IK - 34

5.1K 338 7
                                    

"Pagi, Sayang."

"Pagi, Papa." Arya mengecup puncak kepala Anesh. "MamNay mana?"

"Masih tidur."

"Tumben."

"Biarin, biar istirahat." Sahut Arya sembari ikut duduk dan sarapan pagi ini.

"Naya sakit?" Tanya Ela.

"Nggak, Bu. Cuma kayaknya kelelahan aja." Jawab Arya dengan aura bahagia, Ela pun mengulas senyum penuh arti.

"Ohh ya udah kalau gitu kita sarapan duluan aja."

"Iya, Bu."

Naya menggeliat. Cahaya matahari mulai mengusik, Naya membuka mata perlahan.

"Udah bangun ternyata." Seloroh Arya sekembalinya dari ruang makan. "Saya izin futsal dulu ya." Ujar Arya. Naya mengarahkan pandangannya pada Arya. "Boleh?" Tanya Arya, Naya mengangguk sembari menarik selimut kembali. Arya lalu benar-benar menghampiri dan duduk di pinggiran tempat tidur. Ia memijat ringan kaki Naya.

Tok..tok..tok..

"Kenapa, Nesh?" Tanya Arya saat melihat Anesh mengintip di balik pintu.

"Aneeeesh...." Seru Naya sembari kembali menggeliat.

"Pagi, Mam."

"Pagi, Sayang." Sahut Naya sembari melambaikan tangan, meminta Anesh mendekat.

"Pa, Mam nanti siang aku boleh izin pergi nonton nggak sama temen?"

"Sama siapa?" Tanya Arya.

"Sama temen-temen sekelas."

"Hmmm Anesh....." Goda Naya.

"Apa, Mam?"

"Ada Fadly nggak, Nesh?" Tanya Naya.

"Aaaaaaaaa..... MamNay." Anesh berhambur ke arah Naya.

"Siapa tuh Fadly?" Arya menatap Anesh penuh selidik.

"Bukan siapa-siapa, Pa." Jawab Anesh cepat. Naya tergelak bersembunyi di balik selimut.

"Mamnay....." Seru Anesh yang kemudian ikut ke balik selimut dan menggelitiki Naya yang menyebut nama gebetannya di depan Arya.

"Ampuuuun." Naya meronta karena serangan Anesh. Arya hanya bisa geleng-geleng kepala melihat tingkah keduanya. "Pa, ayo sana katanya mau futsal."

"Iya, Papa berangkat dulu ya. Ingat kalian berdua hutang cerita sama Papa tentang Fadly." Naya tergelak sedang Anesh kembali menyerang Naya.

"Oke, Pa." Naya mengacungkan ibu jarinya.

"Ihh apa sih, nggak ada yang harus diceritakan kok, Pa." Sewot Anesh. Naya masih saja terkekeh.

"Kamu juga, jangan lupa sarapan." Arya mengelus puncak kepala Naya.

"Oke."

"Mam...." Panggil Anesh sepeninggalnya Arya.

"Apa?"

"Jangan bocor ke Papa."

"Kenapa?"

"Ntar aku dimarahin."

"Kok dimarahin, suka sama orang terlebih di seusia kamu itu lumrah. Yang nggak boleh itu, karena suka sama orang semangat belajar kamu menurun, nilai kamu jadi jeblok, nggak punya target ke depan. Nah itu nggak boleh." Anesh nyengir dan mulai bergelayut manja.

"Mamnay ikut yuk?"

"Ke mana?"

"Ke bioskopnya."

"Ngapain?"

"Ya nonton."

"Nggak malu bawa MamNay?'

"Nggak, temen-temen aku malah nyaman sama MamNay."

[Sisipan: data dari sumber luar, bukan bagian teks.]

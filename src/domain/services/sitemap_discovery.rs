// Copyright (c) 2025 Kirky.X
//
// Licensed under the MIT License
// See LICENSE file in the project root for full license information.

use async_trait::async_trait;

/// sitemap 发现特质
///
/// 从站点首页出发返回候选URL列表，最多 `limit` 个。
/// 返回的URL尚未规范化，调用方负责过滤和去重。
#[async_trait]
pub trait SitemapDiscovery: Send + Sync {
    /// 发现 sitemap 中的URL
    ///
    /// # 参数
    ///
    /// * `start_url` - 站点首页URL
    /// * `limit` - 返回URL数量上限
    ///
    /// # 返回值
    ///
    /// * `Ok(Vec<String>)` - 候选URL（可能为空）
    /// * `Err(anyhow::Error)` - 发现过程失败
    async fn discover(&self, start_url: &str, limit: usize) -> anyhow::Result<Vec<String>>;
}
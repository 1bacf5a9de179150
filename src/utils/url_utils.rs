// Copyright (c) 2025 Kirky.X
//
// Licensed under the MIT License
// See LICENSE file in the project root for full license information.

use url::{ParseError, Url};

/// 将可能为相对路径的URL转换为绝对路径URL
pub fn resolve_url(base_url: &Url, path: &str) -> Result<Url, ParseError> {
    base_url.join(path)
}

/// 规范化URL
///
/// - 裸主机名（`example.com/about`）补全为 `https://`
/// - 以 `/` 开头的路径按 `host_hint` 解析
/// - 只接受 http/https
/// - 去掉片段，空路径变为 `/`
/// - 给出 `host_hint` 时，主机（忽略开头的 `www.`）和端口必须与之一致
///
/// # 参数
///
/// * `raw` - 原始URL
/// * `host_hint` - 站点URL或主机名
///
/// # 返回值
///
/// 规范化后的URL，无法规范化时返回 `None`
pub fn normalize_url(raw: &str, host_hint: Option<&str>) -> Option<String> {
    let raw = raw.trim();
    if raw.is_empty() {
        return None;
    }

    let base = match host_hint {
        Some(hint) => Some(parse_lenient(hint)?),
        None => None,
    };

    let mut url = if raw.starts_with('/') && !raw.starts_with("//") {
        resolve_url(base.as_ref()?, raw).ok()?
    } else {
        parse_lenient(raw)?
    };

    if let Some(base) = &base {
        if !same_site(&url, base) {
            return None;
        }
    }

    url.set_fragment(None);
    if url.path().is_empty() {
        url.set_path("/");
    }

    Some(url.to_string())
}

/// 返回URL的路径部分，无法解析时返回 `/`
pub fn url_path(url: &str) -> String {
    Url::parse(url)
        .map(|u| {
            let path = u.path();
            if path.is_empty() {
                "/".to_string()
            } else {
                path.to_string()
            }
        })
        .unwrap_or_else(|_| "/".to_string())
}

/// 路径深度（非空段的数量），首页为 0
pub fn path_depth(url: &str) -> usize {
    url_path(url).split('/').filter(|s| !s.is_empty()).count()
}

fn parse_lenient(raw: &str) -> Option<Url> {
    let url = match Url::parse(raw) {
        Ok(url) => url,
        Err(ParseError::RelativeUrlWithoutBase) => {
            Url::parse(&format!("https://{}", raw.trim_start_matches("//"))).ok()?
        }
        Err(_) => return None,
    };
    if !matches!(url.scheme(), "http" | "https") || url.host_str().is_none() {
        return None;
    }
    Some(url)
}

fn same_site(url: &Url, base: &Url) -> bool {
    let strip = |u: &Url| {
        u.host_str()
            .map(|h| h.trim_start_matches("www.").to_ascii_lowercase())
    };
    strip(url) == strip(base) && url.port() == base.port()
}
// Copyright (c) 2025 Kirky.X
//
// Licensed under the MIT License
// See LICENSE file in the project root for full license information.

use sea_orm_migration::prelude::*;

/// 站点表迁移
///
/// 站点记录由外部系统维护，审计管道只读
#[derive(DeriveMigrationName)]
pub struct Migration;

#[async_trait::async_trait]
impl MigrationTrait for Migration {
    async fn up(&self, manager: &SchemaManager) -> Result<(), DbErr> {
        manager
            .create_table(
                Table::create()
                    .table(Sites::Table)
                    .if_not_exists()
                    .col(ColumnDef::new(Sites::Id).uuid().not_null().primary_key())
                    .col(ColumnDef::new(Sites::AccountId).uuid().not_null())
                    .col(ColumnDef::new(Sites::UserId).uuid())
                    .col(ColumnDef::new(Sites::Host).string().not_null())
                    .col(ColumnDef::new(Sites::CanonicalUrl).string().not_null())
                    .col(
                        ColumnDef::new(Sites::CreatedAt)
                            .timestamp_with_time_zone()
                            .not_null()
                            .default(Expr::current_timestamp()),
                    )
                    .to_owned(),
            )
            .await?;

        manager
            .create_index(
                Index::create()
                    .name("idx_sites_account_id")
                    .table(Sites::Table)
                    .col(Sites::AccountId)
                    .to_owned(),
            )
            .await
    }

    async fn down(&self, manager: &SchemaManager) -> Result<(), DbErr> {
        manager
            .drop_table(Table::drop().table(Sites::Table).to_owned())
            .await
    }
}

#[derive(DeriveIden)]
pub enum Sites {
    Table,
    Id,
    AccountId,
    UserId,
    Host,
    CanonicalUrl,
    CreatedAt,
}
// Copyright (c) 2025 Kirky.X
//
// Licensed under the MIT License
// See LICENSE file in the project root for full license information.

use sea_orm_migration::prelude::*;

/// 配额使用与活动日志表迁移
#[derive(DeriveMigrationName)]
pub struct Migration;

#[async_trait::async_trait]
impl MigrationTrait for Migration {
    async fn up(&self, manager: &SchemaManager) -> Result<(), DbErr> {
        // 1. quota_usage (append-only ledger)
        manager
            .create_table(
                Table::create()
                    .table(QuotaUsage::Table)
                    .if_not_exists()
                    .col(ColumnDef::new(QuotaUsage::Id).uuid().not_null().primary_key())
                    .col(ColumnDef::new(QuotaUsage::AccountId).uuid().not_null())
                    .col(ColumnDef::new(QuotaUsage::MeterKey).string().not_null())
                    .col(ColumnDef::new(QuotaUsage::Period).string().not_null())
                    .col(ColumnDef::new(QuotaUsage::Amount).big_integer().not_null())
                    .col(ColumnDef::new(QuotaUsage::Tags).json().not_null())
                    .col(
                        ColumnDef::new(QuotaUsage::CreatedAt)
                            .timestamp_with_time_zone()
                            .not_null()
                            .default(Expr::current_timestamp()),
                    )
                    .to_owned(),
            )
            .await?;

        manager
            .create_index(
                Index::create()
                    .name("idx_quota_usage_account_meter_period")
                    .table(QuotaUsage::Table)
                    .col(QuotaUsage::AccountId)
                    .col(QuotaUsage::MeterKey)
                    .col(QuotaUsage::Period)
                    .to_owned(),
            )
            .await?;

        // 2. activity_logs
        manager
            .create_table(
                Table::create()
                    .table(ActivityLogs::Table)
                    .if_not_exists()
                    .col(
                        ColumnDef::new(ActivityLogs::Id)
                            .uuid()
                            .not_null()
                            .primary_key(),
                    )
                    .col(ColumnDef::new(ActivityLogs::Channel).string().not_null())
                    .col(ColumnDef::new(ActivityLogs::Level).string().not_null())
                    .col(ColumnDef::new(ActivityLogs::Event).string().not_null())
                    .col(ColumnDef::new(ActivityLogs::Message).text().not_null())
                    .col(ColumnDef::new(ActivityLogs::UserId).uuid())
                    .col(ColumnDef::new(ActivityLogs::DomainId).uuid())
                    .col(ColumnDef::new(ActivityLogs::RunRef).string())
                    .col(ColumnDef::new(ActivityLogs::Tags).json().not_null())
                    .col(
                        ColumnDef::new(ActivityLogs::CreatedAt)
                            .timestamp_with_time_zone()
                            .not_null()
                            .default(Expr::current_timestamp()),
                    )
                    .to_owned(),
            )
            .await?;

        manager
            .create_index(
                Index::create()
                    .name("idx_activity_logs_run_ref")
                    .table(ActivityLogs::Table)
                    .col(ActivityLogs::RunRef)
                    .to_owned(),
            )
            .await
    }

    async fn down(&self, manager: &SchemaManager) -> Result<(), DbErr> {
        manager
            .drop_table(Table::drop().table(ActivityLogs::Table).to_owned())
            .await?;
        manager
            .drop_table(Table::drop().table(QuotaUsage::Table).to_owned())
            .await
    }
}

#[derive(DeriveIden)]
enum QuotaUsage {
    Table,
    Id,
    AccountId,
    MeterKey,
    Period,
    Amount,
    Tags,
    CreatedAt,
}

#[derive(DeriveIden)]
enum ActivityLogs {
    Table,
    Id,
    Channel,
    Level,
    Event,
    Message,
    UserId,
    DomainId,
    RunRef,
    Tags,
    CreatedAt,
}
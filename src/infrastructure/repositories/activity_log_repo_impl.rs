// Copyright 2025 Kirky.X
//
// Licensed under the Apache License, Version 2.0 (the "License");
// you may not use this file except in compliance with the License.
// You may obtain a copy of the License at
//
//     http://www.apache.org/licenses/LICENSE-2.0
//
// Unless required by applicable law or agreed to in writing, software
// distributed under the License is distributed on an "AS IS" BASIS,
// WITHOUT WARRANTIES OR CONDITIONS OF ANY KIND, either express or implied.
// See the License for the specific language governing permissions and
// limitations under the License.

use crate::domain::repositories::activity_log_repository::{ActivityEntry, ActivityLogRepository};
use crate::domain::repositories::audit_run_repository::RepositoryError;
use crate::infrastructure::database::entities::activity_log;
use async_trait::async_trait;
use sea_orm::*;
use std::sync::Arc;
use uuid::Uuid;

/// 活动日志仓库实现
pub struct ActivityLogRepositoryImpl {
    /// 数据库连接
    db: Arc<DatabaseConnection>,
}

impl ActivityLogRepositoryImpl {
    /// 创建新的活动日志仓库实例
    pub fn new(db: Arc<DatabaseConnection>) -> Self {
        Self { db }
    }

    async fn insert(&self, entry: ActivityEntry) -> Result<(), RepositoryError> {
        let model = activity_log::ActiveModel {
            id: Set(entry.id),
            channel: Set(entry.channel),
            level: Set(entry.level),
            event: Set(entry.event),
            message: Set(entry.message),
            user_id: Set(entry.user_id),
            domain_id: Set(entry.domain_id),
            run_ref: Set(entry.run_ref),
            tags: Set(entry.tags),
            created_at: Set(entry.created_at.into()),
        };

        model.insert(self.db.as_ref()).await?;
        Ok(())
    }
}

impl From<activity_log::Model> for ActivityEntry {
    fn from(m: activity_log::Model) -> Self {
        Self {
            id: m.id,
            channel: m.channel,
            level: m.level,
            event: m.event,
            message: m.message,
            user_id: m.user_id,
            domain_id: m.domain_id,
            run_ref: m.run_ref,
            tags: m.tags,
            created_at: m.created_at.into(),
        }
    }
}

#[async_trait]
impl ActivityLogRepository for ActivityLogRepositoryImpl {
    async fn log_activity(
        &self,
        channel: &str,
        event: &str,
        message: &str,
        user_id: Option<Uuid>,
        domain_id: Option<Uuid>,
        tags: serde_json::Value,
    ) -> Result<(), RepositoryError> {
        let run_ref = tags
            .get("run_ref")
            .and_then(|v| v.as_str())
            .map(str::to_string);

        let mut entry = ActivityEntry::new(channel, "info", event, message);
        entry.user_id = user_id;
        entry.domain_id = domain_id;
        entry.run_ref = run_ref;
        entry.tags = tags;
        self.insert(entry).await
    }

    async fn log_job_failure(
        &self,
        channel: &str,
        job_name: &str,
        error: &str,
        domain_id: Option<Uuid>,
        user_id: Option<Uuid>,
        run_ref: &str,
        tags: serde_json::Value,
    ) -> Result<(), RepositoryError> {
        let mut entry = ActivityEntry::new(
            channel,
            "error",
            format!("{}.failed", job_name),
            error,
        );
        entry.user_id = user_id;
        entry.domain_id = domain_id;
        entry.run_ref = Some(run_ref.to_string());
        entry.tags = tags;
        self.insert(entry).await
    }

    async fn find_by_run_ref(&self, run_ref: &str) -> Result<Vec<ActivityEntry>, RepositoryError> {
        let models = activity_log::Entity::find()
            .filter(activity_log::Column::RunRef.eq(run_ref))
            .order_by_asc(activity_log::Column::CreatedAt)
            .all(self.db.as_ref())
            .await?;
        Ok(models.into_iter().map(ActivityEntry::from).collect())
    }

    async fn find_by_channel(&self, channel: &str) -> Result<Vec<ActivityEntry>, RepositoryError> {
        let models = activity_log::Entity::find()
            .filter(activity_log::Column::Channel.eq(channel))
            .order_by_asc(activity_log::Column::CreatedAt)
            .all(self.db.as_ref())
            .await?;
        Ok(models.into_iter().map(ActivityEntry::from).collect())
    }
}
#[async_trait]
impl AuditRunRepository for FailingCompletion {
    async fn create(&self, run: &AuditRun) -> Result<AuditRun, RepositoryError> {
        self.inner.create(run).await
    }

    async fn find_by_id(&self, id: Uuid) -> Result<Option<AuditRun>, RepositoryError> {
        self.inner.find_by_id(id).await
    }

    async fn find_next_queued(&self) -> Result<Option<AuditRun>, RepositoryError> {
        self.inner.find_next_queued().await
    }

    async fn mark_running(&self, id: Uuid) -> Result<bool, RepositoryError> {
        self.inner.mark_running(id).await
    }

    async fn mark_completed(
        &self,
        _id: Uuid,
        _summary: AuditSummary,
        _health_score: u8,
    ) -> Result<(), RepositoryError> {
        Err(RepositoryError::Database(sea_orm::DbErr::Custom(
            "disk full".to_string(),
        )))
    }

    async fn mark_failed(&self, id: Uuid, message: &str) -> Result<bool, RepositoryError> {
        self.inner.mark_failed(id, message).await
    }

    async fn fail_stale_running(
        &self,
        started_before: chrono::DateTime<Utc>,
        message: &str,
    ) -> Result<u64, RepositoryError> {
        self.inner.fail_stale_running(started_before, message).await
    }
}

"Dikenalin nggak ke Fadly?" Tanya Naya menggoda sembari tergelak.

"Dikenalin kalau dia jadi ikut."

"Hmmmmmm.." kalimat Naya menggantung karena teleponnya berdering. Teh Hani. Naya menarik nafas panjang. "Nesh, angkatin. kalau Mah Ua tanya MamNay ke mana, bilang aja masih tidur." Pinta Naya. Anesh mengernyitkan kening tapi diterimanya ponsel Naya tersebut. "Kalau tanya Papa, jangan bilang Papa futsal bilanga aja lagi keluar sama temen-temennya."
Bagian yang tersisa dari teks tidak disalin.